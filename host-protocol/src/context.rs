// SPDX-FileCopyrightText: 2024 Foundation Devices, Inc. <hello@foundation.xyz>
// SPDX-License-Identifier: GPL-3.0-or-later

use core::mem::{offset_of, size_of};

use bytemuck::{Pod, Zeroable};
use consts::{
    CONTEXT_BLOCK_SIZE, EXTFLASH_BASE, INTFLASH_BANK2_BASE, INTFLASH_BANK_SIZE, INTFLASH_BASE,
    SHA256_LEN,
};

use crate::Error;

/// What the device should do with a claimed context.
#[cfg_attr(feature = "defmt", derive(defmt::Format))]
#[derive(Debug, Clone, Copy, PartialEq, Eq)]
pub enum Action {
    /// Optionally erase, then program the payload and verify it.
    EraseAndFlash,
    /// Read back SHA-256 digests of 256 KiB windows into the slot buffer.
    Hash,
}

impl Action {
    pub const fn to_u32(self) -> u32 {
        match self {
            Action::EraseAndFlash => 0,
            Action::Hash => 1,
        }
    }

    pub fn from_u32(raw: u32) -> Result<Self, Error> {
        match raw {
            0 => Ok(Action::EraseAndFlash),
            1 => Ok(Action::Hash),
            _ => Err(Error::UnknownAction(raw)),
        }
    }
}

/// Destination region selector.
#[cfg_attr(feature = "defmt", derive(defmt::Format))]
#[derive(Debug, Clone, Copy, PartialEq, Eq)]
pub enum Bank {
    /// External OSPI NOR flash.
    External,
    /// Internal flash bank 1.
    Internal1,
    /// Internal flash bank 2.
    Internal2,
}

impl Bank {
    pub const fn to_u32(self) -> u32 {
        match self {
            Bank::External => 0,
            Bank::Internal1 => 1,
            Bank::Internal2 => 2,
        }
    }

    pub fn from_u32(raw: u32) -> Result<Self, Error> {
        match raw {
            0 => Ok(Bank::External),
            1 => Ok(Bank::Internal1),
            2 => Ok(Bank::Internal2),
            _ => Err(Error::UnknownBank(raw)),
        }
    }

    pub const fn is_internal(self) -> bool {
        !matches!(self, Bank::External)
    }

    /// Absolute address of offset 0 of this bank in the device memory map.
    pub const fn base_address(self) -> u32 {
        match self {
            Bank::External => EXTFLASH_BASE,
            Bank::Internal1 => INTFLASH_BASE,
            Bank::Internal2 => INTFLASH_BANK2_BASE,
        }
    }

    /// Offset of this bank inside the internal flash seen as one device.
    ///
    /// Zero for the external flash, which is its own device.
    pub const fn internal_base(self) -> u32 {
        match self {
            Bank::External | Bank::Internal1 => 0,
            Bank::Internal2 => INTFLASH_BANK_SIZE,
        }
    }
}

/// One unit of work exchanged through a context slot.
///
/// The layout is the C struct the host writes through the probe: fields are only
/// ever appended, and `ready` stays last. The rest of the 1 KiB block is reserved.
///
/// `bank` and `action` are kept raw so that a host writing garbage still gets its
/// context claimed in order and rejected with a status, instead of silently stalling
/// the queue.
#[repr(C)]
#[derive(Debug, Clone, Copy, PartialEq, Eq, Default, Pod, Zeroable)]
pub struct WorkContext {
    /// Device address of the payload buffer. Informational only.
    pub buffer: u32,
    /// Payload length after decompression.
    pub size: u32,
    /// Destination offset inside `bank`.
    pub offset: u32,
    /// Non-zero to erase before programming.
    pub erase: u32,
    /// Bytes to erase from `offset`. Zero with `erase` means the whole chip
    /// (external) or 256 KiB (internal).
    pub erase_bytes: i32,
    /// Zero for a raw payload.
    pub compressed_size: u32,
    /// SHA-256 of the decompressed payload.
    pub expected_sha256: [u8; SHA256_LEN],
    pub bank: u32,
    pub action: u32,
    pub response_ready: u32,
    pub ready: u32,
}

const _: () = assert!(WorkContext::ENCODED_LEN <= CONTEXT_BLOCK_SIZE);

impl WorkContext {
    /// Bytes covered by the fields. The rest of the block is reserved.
    pub const ENCODED_LEN: usize = size_of::<Self>();

    /// Offset of `ready` inside the block.
    pub const READY: usize = offset_of!(WorkContext, ready);

    pub fn bank(&self) -> Result<Bank, Error> {
        Bank::from_u32(self.bank)
    }

    pub fn action(&self) -> Result<Action, Error> {
        Action::from_u32(self.action)
    }

    pub fn is_compressed(&self) -> bool {
        self.compressed_size != 0
    }

    pub fn wants_erase(&self) -> bool {
        self.erase != 0
    }

    /// Copies every field, `ready` included, into the first
    /// [`WorkContext::ENCODED_LEN`] bytes of `buf`.
    pub fn serialize(&self, buf: &mut [u8]) -> Result<(), Error> {
        let len = buf.len();
        let out = buf.get_mut(..Self::ENCODED_LEN).ok_or(Error::BufferTooSmall {
            len,
            required: Self::ENCODED_LEN,
        })?;
        out.copy_from_slice(bytemuck::bytes_of(self));
        Ok(())
    }

    pub fn deserialize(buf: &[u8]) -> Result<Self, Error> {
        let raw = buf.get(..Self::ENCODED_LEN).ok_or(Error::BufferTooSmall {
            len: buf.len(),
            required: Self::ENCODED_LEN,
        })?;
        Ok(bytemuck::pod_read_unaligned(raw))
    }
}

------------

What is being asked: How many lines in the records above contain the word "usize"? State that number and nothing more.

Answer for the task: 2